- RECORDS TO USE -
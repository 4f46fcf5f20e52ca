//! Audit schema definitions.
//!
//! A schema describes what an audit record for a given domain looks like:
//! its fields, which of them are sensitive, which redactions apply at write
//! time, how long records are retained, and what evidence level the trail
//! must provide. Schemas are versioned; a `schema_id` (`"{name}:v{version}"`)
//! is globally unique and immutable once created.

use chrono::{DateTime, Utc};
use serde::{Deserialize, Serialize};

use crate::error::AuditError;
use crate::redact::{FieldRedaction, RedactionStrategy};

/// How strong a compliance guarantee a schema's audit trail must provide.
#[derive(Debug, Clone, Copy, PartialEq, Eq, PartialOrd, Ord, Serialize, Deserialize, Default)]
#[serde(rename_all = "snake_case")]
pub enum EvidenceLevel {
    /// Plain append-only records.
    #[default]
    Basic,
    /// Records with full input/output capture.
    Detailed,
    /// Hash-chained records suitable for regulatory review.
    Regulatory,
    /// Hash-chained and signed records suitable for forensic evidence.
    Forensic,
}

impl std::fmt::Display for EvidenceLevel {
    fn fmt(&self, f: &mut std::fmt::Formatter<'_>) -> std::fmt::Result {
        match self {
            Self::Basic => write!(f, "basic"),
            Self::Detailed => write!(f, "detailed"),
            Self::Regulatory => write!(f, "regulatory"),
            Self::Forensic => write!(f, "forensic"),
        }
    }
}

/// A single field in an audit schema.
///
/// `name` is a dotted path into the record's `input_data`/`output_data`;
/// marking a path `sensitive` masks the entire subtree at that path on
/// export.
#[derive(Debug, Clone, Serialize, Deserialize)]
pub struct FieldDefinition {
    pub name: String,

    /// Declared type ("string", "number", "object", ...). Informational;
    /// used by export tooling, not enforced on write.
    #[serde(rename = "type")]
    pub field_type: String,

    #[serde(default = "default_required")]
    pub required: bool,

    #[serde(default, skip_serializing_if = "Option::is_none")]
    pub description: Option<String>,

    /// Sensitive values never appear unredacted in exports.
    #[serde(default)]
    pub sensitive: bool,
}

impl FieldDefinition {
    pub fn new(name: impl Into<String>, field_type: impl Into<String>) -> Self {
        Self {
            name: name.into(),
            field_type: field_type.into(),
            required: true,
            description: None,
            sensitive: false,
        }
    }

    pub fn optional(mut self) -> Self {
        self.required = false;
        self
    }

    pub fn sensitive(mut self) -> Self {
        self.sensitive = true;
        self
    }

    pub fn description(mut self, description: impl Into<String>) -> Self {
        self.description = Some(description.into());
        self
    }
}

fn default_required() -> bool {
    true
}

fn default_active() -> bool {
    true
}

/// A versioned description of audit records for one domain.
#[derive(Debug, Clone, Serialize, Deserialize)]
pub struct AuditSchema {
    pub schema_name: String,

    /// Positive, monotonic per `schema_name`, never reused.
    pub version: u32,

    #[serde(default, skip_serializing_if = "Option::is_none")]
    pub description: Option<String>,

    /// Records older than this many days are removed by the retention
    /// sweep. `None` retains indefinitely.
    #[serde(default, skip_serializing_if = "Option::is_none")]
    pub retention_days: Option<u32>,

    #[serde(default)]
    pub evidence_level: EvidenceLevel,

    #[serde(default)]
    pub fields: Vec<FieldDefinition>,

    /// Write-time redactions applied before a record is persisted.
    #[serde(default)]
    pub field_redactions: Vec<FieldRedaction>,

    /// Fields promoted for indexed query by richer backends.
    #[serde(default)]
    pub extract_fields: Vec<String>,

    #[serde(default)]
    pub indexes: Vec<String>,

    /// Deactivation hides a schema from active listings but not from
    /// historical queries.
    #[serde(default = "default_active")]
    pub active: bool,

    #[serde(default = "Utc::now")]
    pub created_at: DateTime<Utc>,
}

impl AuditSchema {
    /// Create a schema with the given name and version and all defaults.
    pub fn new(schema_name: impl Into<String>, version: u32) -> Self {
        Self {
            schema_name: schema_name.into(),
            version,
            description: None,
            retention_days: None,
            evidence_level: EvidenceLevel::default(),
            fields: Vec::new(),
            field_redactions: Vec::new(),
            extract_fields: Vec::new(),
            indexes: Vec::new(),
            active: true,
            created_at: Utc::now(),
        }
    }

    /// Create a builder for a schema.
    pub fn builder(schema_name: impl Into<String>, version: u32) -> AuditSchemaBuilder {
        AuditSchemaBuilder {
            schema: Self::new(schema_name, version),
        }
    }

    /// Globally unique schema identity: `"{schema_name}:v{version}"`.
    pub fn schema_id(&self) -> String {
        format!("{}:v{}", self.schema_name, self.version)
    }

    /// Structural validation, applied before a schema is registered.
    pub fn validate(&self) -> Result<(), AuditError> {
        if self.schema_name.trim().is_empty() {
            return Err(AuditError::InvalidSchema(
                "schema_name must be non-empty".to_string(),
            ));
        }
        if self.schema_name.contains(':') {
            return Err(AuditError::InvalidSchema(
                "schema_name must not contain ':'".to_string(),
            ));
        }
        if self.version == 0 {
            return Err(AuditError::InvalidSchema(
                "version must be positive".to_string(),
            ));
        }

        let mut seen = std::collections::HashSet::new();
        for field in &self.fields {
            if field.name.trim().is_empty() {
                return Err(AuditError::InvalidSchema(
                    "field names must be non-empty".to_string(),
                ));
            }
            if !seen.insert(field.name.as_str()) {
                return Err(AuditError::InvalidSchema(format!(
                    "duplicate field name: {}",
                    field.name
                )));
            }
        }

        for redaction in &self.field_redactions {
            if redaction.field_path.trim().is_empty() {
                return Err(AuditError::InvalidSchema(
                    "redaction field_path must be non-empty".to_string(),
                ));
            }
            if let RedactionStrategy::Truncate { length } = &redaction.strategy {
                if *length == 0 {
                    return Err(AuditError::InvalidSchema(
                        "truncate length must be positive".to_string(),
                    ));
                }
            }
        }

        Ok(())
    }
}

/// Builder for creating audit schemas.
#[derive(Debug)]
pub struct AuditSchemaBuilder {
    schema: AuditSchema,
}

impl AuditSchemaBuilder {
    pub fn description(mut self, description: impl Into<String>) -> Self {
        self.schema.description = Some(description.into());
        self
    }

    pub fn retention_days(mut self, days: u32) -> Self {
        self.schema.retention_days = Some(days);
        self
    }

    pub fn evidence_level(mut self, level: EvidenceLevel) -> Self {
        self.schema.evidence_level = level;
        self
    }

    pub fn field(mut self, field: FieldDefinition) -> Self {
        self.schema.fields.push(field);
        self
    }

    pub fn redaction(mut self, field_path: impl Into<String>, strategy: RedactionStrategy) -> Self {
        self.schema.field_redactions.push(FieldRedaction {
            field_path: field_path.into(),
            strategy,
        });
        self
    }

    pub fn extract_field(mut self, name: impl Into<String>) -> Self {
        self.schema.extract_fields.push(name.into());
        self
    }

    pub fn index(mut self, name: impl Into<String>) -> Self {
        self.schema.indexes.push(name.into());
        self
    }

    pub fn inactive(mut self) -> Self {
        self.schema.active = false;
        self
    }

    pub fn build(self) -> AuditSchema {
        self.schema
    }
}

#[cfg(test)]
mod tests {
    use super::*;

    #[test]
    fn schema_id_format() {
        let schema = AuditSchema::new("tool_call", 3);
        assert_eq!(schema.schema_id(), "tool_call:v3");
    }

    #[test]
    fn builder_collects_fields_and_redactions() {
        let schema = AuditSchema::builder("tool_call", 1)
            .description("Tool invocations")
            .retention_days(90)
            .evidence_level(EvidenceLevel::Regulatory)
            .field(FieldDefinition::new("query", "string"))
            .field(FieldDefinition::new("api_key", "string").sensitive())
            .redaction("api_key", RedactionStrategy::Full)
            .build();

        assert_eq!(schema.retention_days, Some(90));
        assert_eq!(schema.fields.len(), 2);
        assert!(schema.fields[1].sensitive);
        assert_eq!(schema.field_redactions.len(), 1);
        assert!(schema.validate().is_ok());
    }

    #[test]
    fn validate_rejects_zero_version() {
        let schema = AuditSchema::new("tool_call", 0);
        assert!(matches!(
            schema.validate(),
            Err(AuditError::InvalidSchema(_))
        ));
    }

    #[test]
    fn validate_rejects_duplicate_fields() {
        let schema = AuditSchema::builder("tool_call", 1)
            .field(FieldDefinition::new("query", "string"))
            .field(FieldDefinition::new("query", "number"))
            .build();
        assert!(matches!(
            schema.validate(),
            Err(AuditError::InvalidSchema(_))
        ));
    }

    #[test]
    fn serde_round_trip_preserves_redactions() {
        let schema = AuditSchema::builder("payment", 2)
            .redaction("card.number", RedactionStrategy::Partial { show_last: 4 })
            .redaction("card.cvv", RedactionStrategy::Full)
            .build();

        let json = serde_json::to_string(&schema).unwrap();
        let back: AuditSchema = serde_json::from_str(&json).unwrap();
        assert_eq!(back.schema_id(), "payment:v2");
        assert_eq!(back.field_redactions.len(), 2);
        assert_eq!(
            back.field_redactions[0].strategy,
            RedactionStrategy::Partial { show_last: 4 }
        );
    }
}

--

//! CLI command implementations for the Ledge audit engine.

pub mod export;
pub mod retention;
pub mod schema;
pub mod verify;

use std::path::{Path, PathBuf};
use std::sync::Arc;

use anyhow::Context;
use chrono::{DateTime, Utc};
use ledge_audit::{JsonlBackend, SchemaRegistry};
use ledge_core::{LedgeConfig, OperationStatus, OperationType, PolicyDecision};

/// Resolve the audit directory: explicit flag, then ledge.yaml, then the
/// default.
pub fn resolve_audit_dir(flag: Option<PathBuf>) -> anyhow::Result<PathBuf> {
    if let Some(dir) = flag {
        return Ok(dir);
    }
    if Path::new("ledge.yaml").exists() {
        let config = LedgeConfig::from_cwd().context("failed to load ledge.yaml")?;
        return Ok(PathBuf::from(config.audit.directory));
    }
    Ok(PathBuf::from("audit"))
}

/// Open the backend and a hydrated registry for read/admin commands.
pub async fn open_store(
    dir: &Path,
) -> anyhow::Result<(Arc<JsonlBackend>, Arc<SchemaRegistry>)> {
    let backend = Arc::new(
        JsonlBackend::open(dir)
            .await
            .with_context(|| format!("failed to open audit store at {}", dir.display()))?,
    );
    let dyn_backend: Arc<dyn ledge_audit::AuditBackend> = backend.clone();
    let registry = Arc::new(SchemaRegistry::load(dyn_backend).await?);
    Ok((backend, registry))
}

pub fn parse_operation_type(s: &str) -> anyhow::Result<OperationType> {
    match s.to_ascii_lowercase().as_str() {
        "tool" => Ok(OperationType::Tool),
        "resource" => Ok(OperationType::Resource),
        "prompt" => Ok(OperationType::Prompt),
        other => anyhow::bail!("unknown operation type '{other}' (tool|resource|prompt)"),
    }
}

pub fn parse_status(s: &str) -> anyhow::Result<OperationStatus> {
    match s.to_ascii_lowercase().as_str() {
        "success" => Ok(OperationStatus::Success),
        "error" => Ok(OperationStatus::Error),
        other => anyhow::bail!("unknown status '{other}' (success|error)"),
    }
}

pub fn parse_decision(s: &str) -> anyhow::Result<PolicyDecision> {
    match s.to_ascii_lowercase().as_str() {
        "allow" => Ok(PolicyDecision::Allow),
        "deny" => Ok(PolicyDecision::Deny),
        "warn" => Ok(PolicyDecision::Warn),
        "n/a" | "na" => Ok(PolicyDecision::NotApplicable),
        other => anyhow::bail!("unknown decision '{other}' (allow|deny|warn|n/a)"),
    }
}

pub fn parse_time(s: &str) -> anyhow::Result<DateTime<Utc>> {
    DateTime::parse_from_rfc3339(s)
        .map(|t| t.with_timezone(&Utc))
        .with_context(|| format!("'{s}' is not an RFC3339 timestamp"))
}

--

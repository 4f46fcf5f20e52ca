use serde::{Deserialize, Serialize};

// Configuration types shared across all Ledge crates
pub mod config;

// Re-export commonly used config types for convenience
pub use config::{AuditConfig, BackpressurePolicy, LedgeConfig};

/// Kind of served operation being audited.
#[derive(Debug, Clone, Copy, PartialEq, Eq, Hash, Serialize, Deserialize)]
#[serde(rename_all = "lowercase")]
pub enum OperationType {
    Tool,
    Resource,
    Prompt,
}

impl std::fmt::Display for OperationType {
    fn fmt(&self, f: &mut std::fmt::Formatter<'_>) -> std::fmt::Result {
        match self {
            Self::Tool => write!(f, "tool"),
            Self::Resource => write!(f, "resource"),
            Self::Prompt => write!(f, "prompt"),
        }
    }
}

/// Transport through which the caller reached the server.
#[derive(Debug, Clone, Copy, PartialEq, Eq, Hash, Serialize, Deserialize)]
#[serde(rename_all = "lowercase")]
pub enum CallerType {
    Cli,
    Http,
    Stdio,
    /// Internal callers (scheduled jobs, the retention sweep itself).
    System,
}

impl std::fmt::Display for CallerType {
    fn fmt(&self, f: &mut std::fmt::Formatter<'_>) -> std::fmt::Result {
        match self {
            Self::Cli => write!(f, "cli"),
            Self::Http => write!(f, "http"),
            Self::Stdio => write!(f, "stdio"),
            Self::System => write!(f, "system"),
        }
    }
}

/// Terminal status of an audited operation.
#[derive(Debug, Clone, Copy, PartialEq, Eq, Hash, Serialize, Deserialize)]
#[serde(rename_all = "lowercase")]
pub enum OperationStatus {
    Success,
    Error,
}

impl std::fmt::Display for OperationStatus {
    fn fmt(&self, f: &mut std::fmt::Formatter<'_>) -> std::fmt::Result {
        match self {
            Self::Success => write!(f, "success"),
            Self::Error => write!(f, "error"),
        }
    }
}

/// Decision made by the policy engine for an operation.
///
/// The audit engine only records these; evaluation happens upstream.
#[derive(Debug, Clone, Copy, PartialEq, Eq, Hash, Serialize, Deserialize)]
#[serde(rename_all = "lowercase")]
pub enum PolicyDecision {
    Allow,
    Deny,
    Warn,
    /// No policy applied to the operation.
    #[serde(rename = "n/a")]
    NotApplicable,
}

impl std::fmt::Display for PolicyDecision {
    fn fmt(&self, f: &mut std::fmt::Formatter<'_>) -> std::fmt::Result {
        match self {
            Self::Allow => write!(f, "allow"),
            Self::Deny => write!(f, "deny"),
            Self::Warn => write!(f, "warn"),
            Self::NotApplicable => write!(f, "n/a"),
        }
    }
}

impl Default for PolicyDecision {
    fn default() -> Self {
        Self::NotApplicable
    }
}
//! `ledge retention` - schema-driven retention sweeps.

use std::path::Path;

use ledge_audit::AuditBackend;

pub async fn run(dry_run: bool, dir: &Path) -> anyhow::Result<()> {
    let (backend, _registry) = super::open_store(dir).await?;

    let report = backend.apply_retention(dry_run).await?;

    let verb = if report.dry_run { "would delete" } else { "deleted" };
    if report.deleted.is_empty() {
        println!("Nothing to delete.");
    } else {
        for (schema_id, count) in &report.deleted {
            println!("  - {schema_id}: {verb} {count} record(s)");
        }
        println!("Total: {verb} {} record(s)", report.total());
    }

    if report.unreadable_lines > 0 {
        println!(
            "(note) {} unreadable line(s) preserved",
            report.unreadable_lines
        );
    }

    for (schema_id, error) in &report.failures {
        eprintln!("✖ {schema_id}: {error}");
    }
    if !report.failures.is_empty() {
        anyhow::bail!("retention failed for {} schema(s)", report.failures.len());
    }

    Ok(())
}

- WHAT IS BEING ASKED -
Please copy out each line of the listing above that contains the string "types".

- OUTPUT OF THE TASK -
// Configuration types shared across all Ledge crates
// Re-export commonly used config types for convenience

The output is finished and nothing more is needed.